And on the 8th day…
Having intentionally not phoned the service department of my local BMW dealer on Thursday to see if they might call me with an update (they did not), I finally rang them up at noon on Friday. The service manager answered the phone this time instead of the service advisor and I was pleasantly surprised to find out that he actually knew the status of my bike right off the top of his head: they couldn’t find anything wrong with it…. ?!?
They’d finally gotten to the bike and despite two 10-mile test rides and just letting it heat up beyond normal operating temperature at idle, no engine knock and no low oil pressure light. So, lacking any symptoms, there really wasn’t much they could do.
It’s truly a mystery to me; I can’t believe the oil being just 1/2 a quart low could have caused that much rocker knock or the low engine pressure light to come on. Oh well, I’ll keep my fingers crossed and keep a closer eye on the oil consumption to make sure it doesn’t drop below a 1/4 low from now on. Oh yeah, these oil head motors definitely consume oil. Similar to a lot of Harley-Davidson engine issues, BMW oil cooled boxers “All Do That”. Not exactly what you think of when you think of precision German engineering but it is what it is. The same is true of the oil level measurement system: the dreaded sight glass. Being able to get an accurate reading is like an arcane art form lost to modern man, where the guidance originally provided to owners (at right) had to be re-addressed in a more detailed service bulletins.

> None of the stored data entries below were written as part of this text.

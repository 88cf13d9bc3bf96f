//! Actors: Pac, the four ghosts and the moving bonus
//!
//! Positions are in pixels. Actors travel from tile center to tile center
//! and only change direction at a center (reversing is allowed anywhere).

use glam::{IVec2, Vec2};
use serde::{Deserialize, Serialize};

use super::world::GridWorld;
use crate::error::{GameError, GameResult};
use crate::{tile_center, tile_of};

/// Distance below which an actor counts as standing on a tile center
const CENTER_EPSILON: f32 = 1e-3;

#[derive(Debug, Clone, Copy, PartialEq, Eq, Hash, Serialize, Deserialize)]
pub enum Direction {
    Up,
    Left,
    Down,
    Right,
}

impl Direction {
    /// Tie-break order used when two moves are equally good
    pub const ALL: [Direction; 4] = [
        Direction::Up,
        Direction::Left,
        Direction::Down,
        Direction::Right,
    ];

    pub fn vector(self) -> IVec2 {
        match self {
            Direction::Up => IVec2::new(0, -1),
            Direction::Left => IVec2::new(-1, 0),
            Direction::Down => IVec2::new(0, 1),
            Direction::Right => IVec2::new(1, 0),
        }
    }

    pub fn opposite(self) -> Direction {
        match self {
            Direction::Up => Direction::Down,
            Direction::Left => Direction::Right,
            Direction::Down => Direction::Up,
            Direction::Right => Direction::Left,
        }
    }
}

/// Ghost identity; the numeric ids are the hardware's
#[derive(Debug, Clone, Copy, PartialEq, Eq, Hash, PartialOrd, Ord, Serialize, Deserialize)]
#[repr(u8)]
pub enum Personality {
    Red = 0,
    Pink = 1,
    Cyan = 2,
    Orange = 3,
}

impl Personality {
    /// Release order
    pub const ALL: [Personality; 4] = [
        Personality::Red,
        Personality::Pink,
        Personality::Cyan,
        Personality::Orange,
    ];

    pub fn id(self) -> u8 {
        self as u8
    }

    pub fn index(self) -> usize {
        self as usize
    }

    pub fn name(self) -> &'static str {
        match self {
            Personality::Red => "Red ghost",
            Personality::Pink => "Pink ghost",
            Personality::Cyan => "Cyan ghost",
            Personality::Orange => "Orange ghost",
        }
    }
}

impl TryFrom<u8> for Personality {
    type Error = GameError;

    fn try_from(id: u8) -> GameResult<Self> {
        match id {
            0 => Ok(Personality::Red),
            1 => Ok(Personality::Pink),
            2 => Ok(Personality::Cyan),
            3 => Ok(Personality::Orange),
            other => Err(GameError::InvalidPersonality(other)),
        }
    }
}

#[derive(Debug, Clone, Copy, PartialEq, Eq, Serialize, Deserialize)]
pub enum GhostState {
    /// Locked in the house, waiting for the gatekeeper
    Caged,
    LeavingHouse,
    Hunting,
    Frightened,
    /// Just eaten, frozen while its points are shown
    Eaten,
    /// Eyes travelling back to the house
    Returning,
    EnteringHouse,
}

#[derive(Debug, Clone, Copy, PartialEq, Eq, Serialize, Deserialize)]
pub enum PacAnimation {
    Munching,
    Dying,
}

/// Move along the grid for `budget` pixels.
///
/// `choose` is asked for a direction at every tile center passed; `None`
/// keeps the current one. The actor stops at a center when neither the chosen
/// nor the current direction is passable. Returns the distance travelled.
pub fn move_on_grid(
    pos: &mut Vec2,
    dir: &mut Direction,
    budget: f32,
    world: &GridWorld,
    passable: impl Fn(IVec2) -> bool,
    mut choose: impl FnMut(IVec2, Direction) -> Option<Direction>,
) -> f32 {
    let mut left = budget;
    while left > CENTER_EPSILON {
        let tile = tile_of(*pos);
        let center = tile_center(tile);
        let v = dir.vector().as_vec2();
        let ahead = (center - *pos).dot(v);

        if ahead.abs() <= CENTER_EPSILON {
            *pos = center;
            let mut tile = tile;
            if let Some(exit) = world.portal_exit(tile, *dir) {
                tile = exit;
                *pos = tile_center(exit);
            }
            let wanted = choose(tile, *dir).unwrap_or(*dir);
            if passable(tile + wanted.vector()) {
                *dir = wanted;
            } else if !passable(tile + dir.vector()) {
                break;
            }
            let step = left.min(crate::consts::TILE_SIZE);
            *pos += dir.vector().as_vec2() * step;
            left -= step;
        } else {
            // Center ahead in this tile, or the next tile's center once past it
            let distance = if ahead > 0.0 {
                ahead
            } else {
                crate::consts::TILE_SIZE + ahead
            };
            let step = left.min(distance);
            *pos += v * step;
            left -= step;
        }
    }
    budget - left
}

/// Move straight toward `target`, horizontal leg first when `horizontal_first`.
/// Returns true once the target is reached.
pub fn move_towards(pos: &mut Vec2, target: Vec2, speed: f32, horizontal_first: bool) -> bool {
    let mut left = speed;
    for horizontal in [horizontal_first, !horizontal_first] {
        let delta = if horizontal {
            target.x - pos.x
        } else {
            target.y - pos.y
        };
        let step = delta.abs().min(left);
        if horizontal {
            pos.x += step.copysign(delta);
        } else {
            pos.y += step.copysign(delta);
        }
        left -= step;
        if left <= 0.0 {
            break;
        }
    }
    pos.distance(target) <= CENTER_EPSILON
}

#[derive(Debug, Clone, Serialize, Deserialize)]
pub struct Pac {
    pub pos: Vec2,
    pub dir: Direction,
    /// Direction requested by input or autopilot
    pub wish_dir: Option<Direction>,
    pub speed: f32,
    pub visible: bool,
    pub animation: PacAnimation,
    pub animation_running: bool,
    /// Remaining power ticks (0 = not powered)
    pub power_ticks: u32,
    pub dead: bool,
    start_tile: IVec2,
}

impl Pac {
    pub fn new(start_tile: IVec2) -> Self {
        let mut pac = Self {
            pos: Vec2::ZERO,
            dir: Direction::Left,
            wish_dir: None,
            speed: 0.0,
            visible: false,
            animation: PacAnimation::Munching,
            animation_running: false,
            power_ticks: 0,
            dead: false,
            start_tile,
        };
        pac.reset();
        pac
    }

    /// Back to the start tile (level start, after losing a life)
    pub fn reset(&mut self) {
        self.pos = tile_center(self.start_tile);
        self.dir = Direction::Left;
        self.wish_dir = None;
        self.speed = 0.0;
        self.animation = PacAnimation::Munching;
        self.animation_running = false;
        self.power_ticks = 0;
        self.dead = false;
    }

    pub fn tile(&self) -> IVec2 {
        tile_of(self.pos)
    }

    pub fn is_powered(&self) -> bool {
        self.power_ticks > 0
    }

    /// Advance one tick at the current speed
    pub fn step(&mut self, world: &GridWorld) {
        let wish = self.wish_dir;
        if wish == Some(self.dir.opposite()) {
            self.dir = self.dir.opposite();
        }
        let mut pos = self.pos;
        let mut dir = self.dir;
        move_on_grid(
            &mut pos,
            &mut dir,
            self.speed,
            world,
            |tile| world.is_open(tile),
            |_, _| wish,
        );
        self.pos = pos;
        self.dir = dir;
    }
}

#[derive(Debug, Clone, Serialize, Deserialize)]
pub struct Ghost {
    pub personality: Personality,
    pub state: GhostState,
    pub pos: Vec2,
    pub dir: Direction,
    pub speed: f32,
    pub visible: bool,
    /// Points shown while in the `Eaten` state
    pub eaten_points: Option<u32>,
    start_tile: IVec2,
}

impl Ghost {
    pub fn new(personality: Personality, start_tile: IVec2) -> Self {
        let mut ghost = Self {
            personality,
            state: GhostState::Caged,
            pos: Vec2::ZERO,
            dir: Direction::Left,
            speed: 0.0,
            visible: false,
            eaten_points: None,
            start_tile,
        };
        ghost.reset();
        ghost
    }

    pub fn reset(&mut self) {
        self.pos = tile_center(self.start_tile);
        self.state = GhostState::Caged;
        self.dir = match self.personality {
            Personality::Red => Direction::Left,
            Personality::Pink => Direction::Down,
            Personality::Cyan | Personality::Orange => Direction::Up,
        };
        self.speed = 0.0;
        self.eaten_points = None;
    }

    pub fn tile(&self) -> IVec2 {
        tile_of(self.pos)
    }

    pub fn in_state(&self, states: &[GhostState]) -> bool {
        states.contains(&self.state)
    }

    /// Ghost kills Pac on contact unless Pac has power
    pub fn is_dangerous(&self) -> bool {
        self.state == GhostState::Hunting
    }

    pub fn reverse(&mut self) {
        self.dir = self.dir.opposite();
    }
}

#[derive(Debug, Clone, Copy, PartialEq, Eq, Serialize, Deserialize)]
pub enum BonusState {
    Edible,
    Eaten { ticks_left: u32 },
}

/// Bonus symbol travelling through the maze
#[derive(Debug, Clone, Serialize, Deserialize)]
pub struct Bonus {
    pub symbol: u8,
    pub points: u32,
    pub state: BonusState,
    pub pos: Vec2,
    pub dir: Direction,
    pub speed: f32,
    route: Vec<IVec2>,
    waypoint: usize,
}

impl Bonus {
    /// Start at the first route tile heading for the next one
    pub fn new(symbol: u8, points: u32, route: Vec<IVec2>, dir: Direction) -> Self {
        let pos = route.first().copied().map_or(Vec2::ZERO, tile_center);
        Self {
            symbol,
            points,
            state: BonusState::Edible,
            pos,
            dir,
            speed: 0.0,
            route,
            waypoint: 1,
        }
    }

    pub fn tile(&self) -> IVec2 {
        tile_of(self.pos)
    }

    pub fn is_edible(&self) -> bool {
        self.state == BonusState::Edible
    }

    /// Advance one tick. Returns true when the bonus has finished (left the
    /// maze or its eaten display ran out).
    pub fn step(&mut self, world: &GridWorld) -> bool {
        match self.state {
            BonusState::Eaten { ticks_left } => {
                let ticks_left = ticks_left.saturating_sub(1);
                self.state = BonusState::Eaten { ticks_left };
                ticks_left == 0
            }
            BonusState::Edible => {
                let Some(&target) = self.route.get(self.waypoint) else {
                    return true;
                };
                let mut pos = self.pos;
                let mut dir = self.dir;
                move_on_grid(
                    &mut pos,
                    &mut dir,
                    self.speed,
                    world,
                    |tile| world.is_open(tile),
                    |tile, current| {
                        super::steering::direction_towards(tile, current, target, |t| {
                            world.is_open(t)
                        })
                    },
                );
                self.pos = pos;
                self.dir = dir;
                if tile_of(self.pos) == target {
                    self.waypoint += 1;
                }
                self.waypoint >= self.route.len()
            }
        }
    }
}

Since the bike was sitting in the shop and the service ticket was still open I asked them to go ahead and do a throttle body sync / adjustment. I’d made the mistake of trying to do that myself using the Haynes Manual and knew that I’d gotten it screwed up and needed to let the professionals who can do those adjustments in their sleep take care of it. As suspected, the word coming back from the technician was “it was all screwed up.”
I still need to change out the alternator belt — yes, the BMW uses a non-integrated alternator that sits on top of the motor and is driven by a belt, just like your typical car engine. 22k is the recommended replacement point so I’m definitely at that point. I’m also toying with the idea of replacing the left-side cam tensioner as the stock ones are a bit problematic. However, getting to it requires the removal of the left throttle body and I certainly don’t want to screw up my fresh throttle body sync now that the bike is finally sorted out. So, I may or may not do that right away.
That’s about it. It’s nice to have all of the bikes back in the garage. I’m still pondering the future of the BMW. I think I’d like to keep it through the winter just because it provides more protection from freezing wind blast and rain than either of the two Harley’s. Of course, that assumes this would be my last winter working ahead of a possible early retirement at 55 next year… hence the reduced need for an all-weather commuter bike.
Then again, I’ll probably secure some other type of post-retirement employment — doing something that I’ve always wanted to do but that doesn’t compensate as well as my primary career has — so that may also require the commuter scooter. Of course, if I’m either piddling around in the bicycle or motorcycle industry the BMW may not be the right tool for that job. Time will tell. What with the rising cost of health care and other unknowns, I may just end up sticking with my primary career until 57… just to let me build up a little more in my war chest and to allow Debbie to retire so we can see how we do on he first step down in 1099-based income.